What this task involves: Would you reproduce the entries exactly, including every line?

--- START ---

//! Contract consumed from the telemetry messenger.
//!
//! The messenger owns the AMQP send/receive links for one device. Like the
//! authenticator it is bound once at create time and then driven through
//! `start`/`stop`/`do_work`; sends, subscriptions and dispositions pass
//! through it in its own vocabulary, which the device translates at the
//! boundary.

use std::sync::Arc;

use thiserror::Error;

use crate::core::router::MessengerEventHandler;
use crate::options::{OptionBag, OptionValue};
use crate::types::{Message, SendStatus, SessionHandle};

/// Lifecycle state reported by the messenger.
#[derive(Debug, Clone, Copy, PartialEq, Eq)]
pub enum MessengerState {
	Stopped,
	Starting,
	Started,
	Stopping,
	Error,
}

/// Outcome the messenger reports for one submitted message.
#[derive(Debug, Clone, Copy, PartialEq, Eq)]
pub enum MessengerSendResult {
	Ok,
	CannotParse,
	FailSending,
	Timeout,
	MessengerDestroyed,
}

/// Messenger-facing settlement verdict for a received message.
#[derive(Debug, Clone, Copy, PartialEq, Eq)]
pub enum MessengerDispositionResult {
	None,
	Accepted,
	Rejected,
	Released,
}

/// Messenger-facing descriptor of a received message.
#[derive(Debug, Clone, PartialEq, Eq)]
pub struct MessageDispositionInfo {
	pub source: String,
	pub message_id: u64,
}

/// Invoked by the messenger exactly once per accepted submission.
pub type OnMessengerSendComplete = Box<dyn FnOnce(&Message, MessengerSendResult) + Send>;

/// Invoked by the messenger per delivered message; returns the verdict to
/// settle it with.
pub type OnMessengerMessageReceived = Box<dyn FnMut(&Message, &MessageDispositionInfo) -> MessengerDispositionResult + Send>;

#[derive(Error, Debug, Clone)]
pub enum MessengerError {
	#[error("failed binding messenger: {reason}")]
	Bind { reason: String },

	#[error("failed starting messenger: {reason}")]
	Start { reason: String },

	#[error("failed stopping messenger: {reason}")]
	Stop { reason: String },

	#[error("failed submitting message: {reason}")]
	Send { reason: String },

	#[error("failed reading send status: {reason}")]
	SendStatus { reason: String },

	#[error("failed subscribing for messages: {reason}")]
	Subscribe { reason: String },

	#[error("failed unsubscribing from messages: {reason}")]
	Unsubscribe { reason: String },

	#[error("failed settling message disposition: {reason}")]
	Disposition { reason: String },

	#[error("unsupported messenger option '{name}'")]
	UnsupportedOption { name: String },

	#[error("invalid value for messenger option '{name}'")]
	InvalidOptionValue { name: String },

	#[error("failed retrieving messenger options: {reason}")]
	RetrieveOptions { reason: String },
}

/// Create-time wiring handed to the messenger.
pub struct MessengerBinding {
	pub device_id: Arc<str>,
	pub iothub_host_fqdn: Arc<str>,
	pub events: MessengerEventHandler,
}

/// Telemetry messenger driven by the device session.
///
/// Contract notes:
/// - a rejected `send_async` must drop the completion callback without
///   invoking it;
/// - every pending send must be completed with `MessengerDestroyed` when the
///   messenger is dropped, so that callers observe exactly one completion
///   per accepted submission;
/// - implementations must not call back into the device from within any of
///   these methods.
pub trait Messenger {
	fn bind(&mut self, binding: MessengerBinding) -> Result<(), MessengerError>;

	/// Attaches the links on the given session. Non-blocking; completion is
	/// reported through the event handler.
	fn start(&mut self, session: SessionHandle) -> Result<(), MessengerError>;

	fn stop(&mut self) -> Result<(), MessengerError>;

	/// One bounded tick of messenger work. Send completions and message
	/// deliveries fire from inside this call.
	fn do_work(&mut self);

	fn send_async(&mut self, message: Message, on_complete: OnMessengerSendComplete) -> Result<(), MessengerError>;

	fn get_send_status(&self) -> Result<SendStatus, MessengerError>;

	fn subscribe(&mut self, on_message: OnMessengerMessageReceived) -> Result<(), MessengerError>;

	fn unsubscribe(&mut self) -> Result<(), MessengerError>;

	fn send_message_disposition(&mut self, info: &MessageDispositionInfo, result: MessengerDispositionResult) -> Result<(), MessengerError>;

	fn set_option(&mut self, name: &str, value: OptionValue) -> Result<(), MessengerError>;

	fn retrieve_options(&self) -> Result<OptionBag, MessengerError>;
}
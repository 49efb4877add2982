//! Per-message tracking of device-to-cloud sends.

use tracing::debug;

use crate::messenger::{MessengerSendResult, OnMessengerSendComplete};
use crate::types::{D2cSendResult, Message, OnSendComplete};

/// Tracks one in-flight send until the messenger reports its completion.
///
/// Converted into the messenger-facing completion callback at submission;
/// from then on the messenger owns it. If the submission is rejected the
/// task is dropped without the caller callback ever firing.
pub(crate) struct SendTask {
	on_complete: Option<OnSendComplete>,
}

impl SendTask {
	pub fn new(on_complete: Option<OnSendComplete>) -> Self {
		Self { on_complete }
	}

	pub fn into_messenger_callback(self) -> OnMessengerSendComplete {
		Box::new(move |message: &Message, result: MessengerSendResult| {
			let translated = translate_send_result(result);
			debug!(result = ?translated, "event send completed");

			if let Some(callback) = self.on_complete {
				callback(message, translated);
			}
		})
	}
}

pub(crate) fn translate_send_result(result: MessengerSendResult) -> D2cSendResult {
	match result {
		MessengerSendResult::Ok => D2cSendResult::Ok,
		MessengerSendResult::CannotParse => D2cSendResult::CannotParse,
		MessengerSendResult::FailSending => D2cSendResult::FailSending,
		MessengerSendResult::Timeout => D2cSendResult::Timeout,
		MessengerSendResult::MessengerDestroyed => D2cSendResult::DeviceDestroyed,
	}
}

--- END ---

Result of this exercise:
//! Contract consumed from the telemetry messenger.
//!
//! The messenger owns the AMQP send/receive links for one device. Like the
//! authenticator it is bound once at create time and then driven through
//! `start`/`stop`/`do_work`; sends, subscriptions and dispositions pass
//! through it in its own vocabulary, which the device translates at the
//! boundary.

use std::sync::Arc;

use thiserror::Error;

use crate::core::router::MessengerEventHandler;
use crate::options::{OptionBag, OptionValue};
use crate::types::{Message, SendStatus, SessionHandle};

/// Lifecycle state reported by the messenger.
#[derive(Debug, Clone, Copy, PartialEq, Eq)]
pub enum MessengerState {
	Stopped,
	Starting,
	Started,
	Stopping,
	Error,
}

/// Outcome the messenger reports for one submitted message.
#[derive(Debug, Clone, Copy, PartialEq, Eq)]
pub enum MessengerSendResult {
	Ok,
	CannotParse,
	FailSending,
	Timeout,
	MessengerDestroyed,
}

/// Messenger-facing settlement verdict for a received message.
#[derive(Debug, Clone, Copy, PartialEq, Eq)]
pub enum MessengerDispositionResult {
	None,
	Accepted,
	Rejected,
	Released,
}

/// Messenger-facing descriptor of a received message.
#[derive(Debug, Clone, PartialEq, Eq)]
pub struct MessageDispositionInfo {
	pub source: String,
	pub message_id: u64,
}

/// Invoked by the messenger exactly once per accepted submission.
pub type OnMessengerSendComplete = Box<dyn FnOnce(&Message, MessengerSendResult) + Send>;

/// Invoked by the messenger per delivered message; returns the verdict to
/// settle it with.
pub type OnMessengerMessageReceived = Box<dyn FnMut(&Message, &MessageDispositionInfo) -> MessengerDispositionResult + Send>;

#[derive(Error, Debug, Clone)]
pub enum MessengerError {
	#[error("failed binding messenger: {reason}")]
	Bind { reason: String },

	#[error("failed starting messenger: {reason}")]
	Start { reason: String },

	#[error("failed stopping messenger: {reason}")]
	Stop { reason: String },

	#[error("failed submitting message: {reason}")]
	Send { reason: String },

	#[error("failed reading send status: {reason}")]
	SendStatus { reason: String },

	#[error("failed subscribing for messages: {reason}")]
	Subscribe { reason: String },

	#[error("failed unsubscribing from messages: {reason}")]
	Unsubscribe { reason: String },

	#[error("failed settling message disposition: {reason}")]
	Disposition { reason: String },

	#[error("unsupported messenger option '{name}'")]
	UnsupportedOption { name: String },

	#[error("invalid value for messenger option '{name}'")]
	InvalidOptionValue { name: String },

	#[error("failed retrieving messenger options: {reason}")]
	RetrieveOptions { reason: String },
}

/// Create-time wiring handed to the messenger.
pub struct MessengerBinding {
	pub device_id: Arc<str>,
	pub iothub_host_fqdn: Arc<str>,
	pub events: MessengerEventHandler,
}

/// Telemetry messenger driven by the device session.
///
/// Contract notes:
/// - a rejected `send_async` must drop the completion callback without
///   invoking it;
/// - every pending send must be completed with `MessengerDestroyed` when the
///   messenger is dropped, so that callers observe exactly one completion
///   per accepted submission;
/// - implementations must not call back into the device from within any of
///   these methods.
pub trait Messenger {
	fn bind(&mut self, binding: MessengerBinding) -> Result<(), MessengerError>;

	/// Attaches the links on the given session. Non-blocking; completion is
	/// reported through the event handler.
	fn start(&mut self, session: SessionHandle) -> Result<(), MessengerError>;

	fn stop(&mut self) -> Result<(), MessengerError>;

	/// One bounded tick of messenger work. Send completions and message
	/// deliveries fire from inside this call.
	fn do_work(&mut self);

	fn send_async(&mut self, message: Message, on_complete: OnMessengerSendComplete) -> Result<(), MessengerError>;

	fn get_send_status(&self) -> Result<SendStatus, MessengerError>;

	fn subscribe(&mut self, on_message: OnMessengerMessageReceived) -> Result<(), MessengerError>;

	fn unsubscribe(&mut self) -> Result<(), MessengerError>;

	fn send_message_disposition(&mut self, info: &MessageDispositionInfo, result: MessengerDispositionResult) -> Result<(), MessengerError>;

	fn set_option(&mut self, name: &str, value: OptionValue) -> Result<(), MessengerError>;

	fn retrieve_options(&self) -> Result<OptionBag, MessengerError>;
}
repository 49efb4877add2982
//! Per-message tracking of device-to-cloud sends.

use tracing::debug;

use crate::messenger::{MessengerSendResult, OnMessengerSendComplete};
use crate::types::{D2cSendResult, Message, OnSendComplete};

/// Tracks one in-flight send until the messenger reports its completion.
///
/// Converted into the messenger-facing completion callback at submission;
/// from then on the messenger owns it. If the submission is rejected the
/// task is dropped without the caller callback ever firing.
pub(crate) struct SendTask {
	on_complete: Option<OnSendComplete>,
}

impl SendTask {
	pub fn new(on_complete: Option<OnSendComplete>) -> Self {
		Self { on_complete }
	}

	pub fn into_messenger_callback(self) -> OnMessengerSendComplete {
		Box::new(move |message: &Message, result: MessengerSendResult| {
			let translated = translate_send_result(result);
			debug!(result = ?translated, "event send completed");

			if let Some(callback) = self.on_complete {
				callback(message, translated);
			}
		})
	}
}

pub(crate) fn translate_send_result(result: MessengerSendResult) -> D2cSendResult {
	match result {
		MessengerSendResult::Ok => D2cSendResult::Ok,
		MessengerSendResult::CannotParse => D2cSendResult::CannotParse,
		MessengerSendResult::FailSending => D2cSendResult::FailSending,
		MessengerSendResult::Timeout => D2cSendResult::Timeout,
		MessengerSendResult::MessengerDestroyed => D2cSendResult::DeviceDestroyed,
	}
}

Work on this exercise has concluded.